なんでこいつはこんなんに偉そうな訳??キィーなんか悔しい、そうだ!! 「じゃぁ、貴方はトシちゃん・・・もしくは変態で。」

  ・・・・・・・・・・・・・・・・  「「「「「ブッッハハハハハハ〜〜〜」」」」」

「苦しい〜ウケル・・。」

「変態かぁ・・・ハッハッ」

「自業自得」

トシヤ以外の男たちが一斉に笑い出した。
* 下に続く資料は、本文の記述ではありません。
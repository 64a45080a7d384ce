//! Axum route handlers for courses and enrollments.

use axum::{
    extract::{Path, Query, State},
    http::StatusCode,
    Json,
};
use chrono::{DateTime, Utc};
use serde::{Deserialize, Serialize};
use serde_json::Value;
use tracing::info;

use crate::auth::AuthUser;
use crate::courses::{
    completed_from_value, find_course, find_enrollment, insert_course, list_published,
    normalize_completed, progress_percent, share_link,
};
use crate::errors::AppError;
use crate::generation::course_layout::{generate_layout, LayoutParams};
use crate::generation::non_blank;
use crate::models::course::{CourseRow, EnrollmentRow};
use crate::state::AppState;

#[derive(Debug, Deserialize)]
pub struct GenerateCourseRequest {
    pub name: Option<String>,
    pub description: Option<String>,
    pub category: Option<String>,
    pub level: Option<String>,
    pub no_of_chapters: Option<usize>,
    pub include_video: Option<bool>,
}

#[derive(Debug, Serialize)]
pub struct GenerateCourseResponse {
    pub success: bool,
    pub fallback: bool,
    pub course: CourseRow,
}

#[derive(Debug, Deserialize)]
pub struct CourseListQuery {
    /// `all` lists every published course instead of the caller's own.
    pub scope: Option<String>,
}

#[derive(Debug, Deserialize)]
pub struct UpdateContentRequest {
    pub course_content: Value,
}

#[derive(Debug, Serialize)]
pub struct ShareLinkResponse {
    pub cid: String,
    pub url: String,
}

#[derive(Debug, Deserialize)]
pub struct EnrollRequest {
    pub course_id: Option<String>,
}

#[derive(Debug, Serialize)]
pub struct EnrollResponse {
    pub already_enrolled: bool,
    pub enrollment: EnrollmentRow,
}

#[derive(Debug, Serialize)]
pub struct EnrolledCourse {
    pub course: CourseRow,
    pub completed_chapters: Vec<usize>,
    pub progress_percent: u32,
    pub enrolled_at: DateTime<Utc>,
}

#[derive(Debug, Deserialize)]
pub struct UpdateProgressRequest {
    pub completed_chapters: Vec<i64>,
}

#[derive(Debug, Serialize)]
pub struct ProgressResponse {
    pub cid: String,
    pub completed_chapters: Vec<usize>,
    pub progress_percent: u32,
}

/// POST /api/courses/generate
pub async fn handle_generate_course(
    State(state): State<AppState>,
    user: AuthUser,
    Json(req): Json<GenerateCourseRequest>,
) -> Result<(StatusCode, Json<GenerateCourseResponse>), AppError> {
    let name = non_blank(req.name)
        .ok_or_else(|| AppError::Validation("name is required".to_string()))?;

    state.rate_limiter.check_default(&user.email).await?;

    let params = LayoutParams::new(
        name,
        req.description,
        req.category,
        req.level,
        req.no_of_chapters,
        req.include_video,
    );
    let generated = generate_layout(state.llm.as_ref(), &params).await;
    let course = insert_course(&state.db, &generated.payload, &user.email).await?;
    info!(cid = %course.cid, user = %user.email, fallback = generated.fallback, "Course created");

    Ok((
        StatusCode::CREATED,
        Json(GenerateCourseResponse {
            success: !generated.fallback,
            fallback: generated.fallback,
            course,
        }),
    ))
}

/// GET /api/courses
pub async fn handle_list_courses(
    State(state): State<AppState>,
    user: AuthUser,
    Query(query): Query<CourseListQuery>,
) -> Result<Json<Vec<CourseRow>>, AppError> {
    let courses: Vec<CourseRow> = if query.scope.as_deref() == Some("all") {
        list_published(&state.db).await?
    } else {
        sqlx::query_as(
            "SELECT * FROM courses WHERE user_email = $1 ORDER BY created_at DESC, id DESC",
        )
        .bind(&user.email)
        .fetch_all(&state.db)
        .await?
    };
    Ok(Json(courses))
}

/// GET /api/courses/:cid
pub async fn handle_get_course(
    State(state): State<AppState>,
    _user: AuthUser,
    Path(cid): Path<String>,
) -> Result<Json<CourseRow>, AppError> {
    Ok(Json(find_course(&state.db, &cid).await?))
}

/// PUT /api/courses/:cid/content
///
/// Only the course owner may replace its content.
pub async fn handle_update_content(
    State(state): State<AppState>,
    user: AuthUser,
    Path(cid): Path<String>,
    Json(req): Json<UpdateContentRequest>,
) -> Result<Json<CourseRow>, AppError> {
    if !req.course_content.is_array() {
        return Err(AppError::Validation(
            "course_content must be an array".to_string(),
        ));
    }

    let course = find_course(&state.db, &cid).await?;
    if !course.user_email.eq_ignore_ascii_case(&user.email) {
        return Err(AppError::Forbidden);
    }

    let updated: CourseRow =
        sqlx::query_as("UPDATE courses SET course_content = $1 WHERE cid = $2 RETURNING *")
            .bind(&req.course_content)
            .bind(&cid)
            .fetch_one(&state.db)
            .await?;
    Ok(Json(updated))
}

/// GET /api/courses/:cid/share-link
pub async fn handle_share_link(
    State(state): State<AppState>,
    _user: AuthUser,
    Path(cid): Path<String>,
) -> Result<Json<ShareLinkResponse>, AppError> {
    let course = find_course(&state.db, &cid).await?;
    Ok(Json(ShareLinkResponse {
        url: share_link(&state.config.base_url, &course.cid),
        cid: course.cid,
    }))
}

/// POST /api/enrollments
pub async fn handle_enroll(
    State(state): State<AppState>,
    user: AuthUser,
    Json(req): Json<EnrollRequest>,
) -> Result<(StatusCode, Json<EnrollResponse>), AppError> {
    let cid = non_blank(req.course_id)
        .ok_or_else(|| AppError::Validation("course_id is required".to_string()))?;
    let course = find_course(&state.db, &cid).await?;

    let inserted: Option<EnrollmentRow> = sqlx::query_as(
        r#"
        INSERT INTO enrollments (cid, user_email)
        VALUES ($1, $2)
        ON CONFLICT (cid, user_email) DO NOTHING
        RETURNING *
        "#,
    )
    .bind(&course.cid)
    .bind(&user.email)
    .fetch_optional(&state.db)
    .await?;

    match inserted {
        Some(enrollment) => {
            info!(cid = %course.cid, user = %user.email, "Enrolled");
            Ok((
                StatusCode::CREATED,
                Json(EnrollResponse {
                    already_enrolled: false,
                    enrollment,
                }),
            ))
        }
        None => {
            let enrollment = find_enrollment(&state.db, &course.cid, &user.email)
                .await?
                .ok_or_else(|| {
                    AppError::Internal(anyhow::anyhow!("Enrollment vanished after conflict"))
                })?;
            Ok((
                StatusCode::OK,
                Json(EnrollResponse {
                    already_enrolled: true,
                    enrollment,
                }),
            ))
        }
    }
}

/// GET /api/enrollments
pub async fn handle_list_enrollments(
    State(state): State<AppState>,
    user: AuthUser,
) -> Result<Json<Vec<EnrolledCourse>>, AppError> {
    let enrollments: Vec<EnrollmentRow> = sqlx::query_as(
        "SELECT * FROM enrollments WHERE user_email = $1 ORDER BY created_at DESC, id DESC",
    )
    .bind(&user.email)
    .fetch_all(&state.db)
    .await?;

    let cids: Vec<String> = enrollments.iter().map(|e| e.cid.clone()).collect();
    let courses: Vec<CourseRow> = sqlx::query_as("SELECT * FROM courses WHERE cid = ANY($1)")
        .bind(&cids)
        .fetch_all(&state.db)
        .await?;

    let enrolled = enrollments
        .into_iter()
        .filter_map(|enrollment| {
            let course = courses.iter().find(|c| c.cid == enrollment.cid)?.clone();
            let chapters = course.chapter_count();
            let completed = completed_from_value(&enrollment.completed_chapters);
            Some(EnrolledCourse {
                completed_chapters: normalize_completed(&completed, chapters),
                progress_percent: progress_percent(&completed, chapters),
                enrolled_at: enrollment.created_at,
                course,
            })
        })
        .collect();
    Ok(Json(enrolled))
}

/// PUT /api/enrollments/:cid/progress
pub async fn handle_update_progress(
    State(state): State<AppState>,
    user: AuthUser,
    Path(cid): Path<String>,
    Json(req): Json<UpdateProgressRequest>,
) -> Result<Json<ProgressResponse>, AppError> {
    let course = find_course(&state.db, &cid).await?;
    if find_enrollment(&state.db, &cid, &user.email).await?.is_none() {
        return Err(AppError::NotFound(format!("Not enrolled in course {cid}")));
    }

    let chapters = course.chapter_count();
    let completed = normalize_completed(&req.completed_chapters, chapters);
    sqlx::query("UPDATE enrollments SET completed_chapters = $1 WHERE cid = $2 AND user_email = $3")
        .bind(serde_json::json!(completed))
        .bind(&cid)
        .bind(&user.email)
        .execute(&state.db)
        .await?;

    Ok(Json(ProgressResponse {
        progress_percent: progress_percent(&req.completed_chapters, chapters),
        completed_chapters: completed,
        cid,
    }))
}

#[cfg(test)]
mod tests {
    use std::sync::Arc;

    use axum::{
        body::{to_bytes, Body},
        http::{header, Request},
        Router,
    };
    use serde_json::json;
    use tower::ServiceExt;

    use super::*;
    use crate::auth::testing::StaticSessionVerifier;
    use crate::generation::testing::ScriptedLlm;
    use crate::routes::build_router;

    fn app() -> Router {
        let sessions = StaticSessionVerifier::default().with("tok", "author@campus.test");
        build_router(AppState::for_tests(Arc::new(ScriptedLlm::failing()), Arc::new(sessions), 10))
    }

    fn request(method: &str, uri: &str, body: Value) -> Request<Body> {
        Request::builder()
            .method(method)
            .uri(uri)
            .header(header::CONTENT_TYPE, "application/json")
            .header(header::AUTHORIZATION, "Bearer tok")
            .body(Body::from(body.to_string()))
            .unwrap()
    }

    #[tokio::test]
    async fn malformed_requests_are_rejected_before_the_database() {
        for (method, uri, body) in [
            ("POST", "/api/courses/generate", json!({"name": ""})),
            ("PUT", "/api/courses/abc/content", json!({"course_content": "not a list"})),
            ("POST", "/api/enrollments", json!({})),
        ] {
            let response = app().oneshot(request(method, uri, body)).await.unwrap();
            assert_eq!(response.status(), StatusCode::BAD_REQUEST, "{method} {uri}");
            let bytes = to_bytes(response.into_body(), usize::MAX).await.unwrap();
            let body: Value = serde_json::from_slice(&bytes).unwrap();
            assert_eq!(body["error"]["code"], "VALIDATION_ERROR");
        }
    }

    #[tokio::test]
    async fn course_routes_require_a_session() {
        let response = app()
            .oneshot(
                Request::builder()
                    .uri("/api/courses")
                    .body(Body::empty())
                    .unwrap(),
            )
            .await
            .unwrap();
        assert_eq!(response.status(), StatusCode::UNAUTHORIZED);
    }
}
真奈美も一緒に笑い、和やかに(!?) 朝食が開始された。


リョウ、ユキ、キョウスケ、コウタ、ツバサ、トシヤ・・・なんだか変わった人たちだけど、なんとかんるでしょ

真奈美はそれぞれに料理を取り分けながら今後ことを考えていた。



いくら、広いマンションの一室であっても、8人がプライベートな空間を持つのは 無理であり、部屋割りをどうするかという話になった。

昨夜は、リョウが一人個室で後の5人はリビングと続いている和室を使ったのだが、 トシヤだけは途中で目を覚まし、真奈美のベットに潜り込んだのだ。

結局、和室とリビングの一部で固まって寝ることになった。

そのほうが、真奈美がそれぞれの様子を看やすいとのことで、決定になった。

それぞれが寝る場所は、体調で決めたがトシヤだけは有無わ言わさず和室の一番奥になった。

リビングを間仕切りで仕切ると、真奈美は手早く6人分の寝床を準備した。

一見平気そうにしていたが、熱を測ってみると、みんな思いのほか高熱であったのだ。

無論病院にいくことも進めたが、誰一人として同意しなかった。

朝食で、大分打ち解けられた為か、雅人以外の6人とも気兼ねなく話せるようになった。

6人が和室にやってくると、用意されていた布団に絶句した。・・・・布団の目に付きやすいところに、大きく名前を貼り付けたのであった。

「本当なら、起きたときもわかり易いように名札でも着けてもらいたいんだけど・・・。」

6人は苦笑いでそれぞれの名前ついている布団に包まった。

それぞれの布団と布団の間には簡易の間仕切りがある為、ある程度はプライバシーを尊重されている。

真奈美は、布団に包まっている6人を見つめて、これからどうするか考えていた。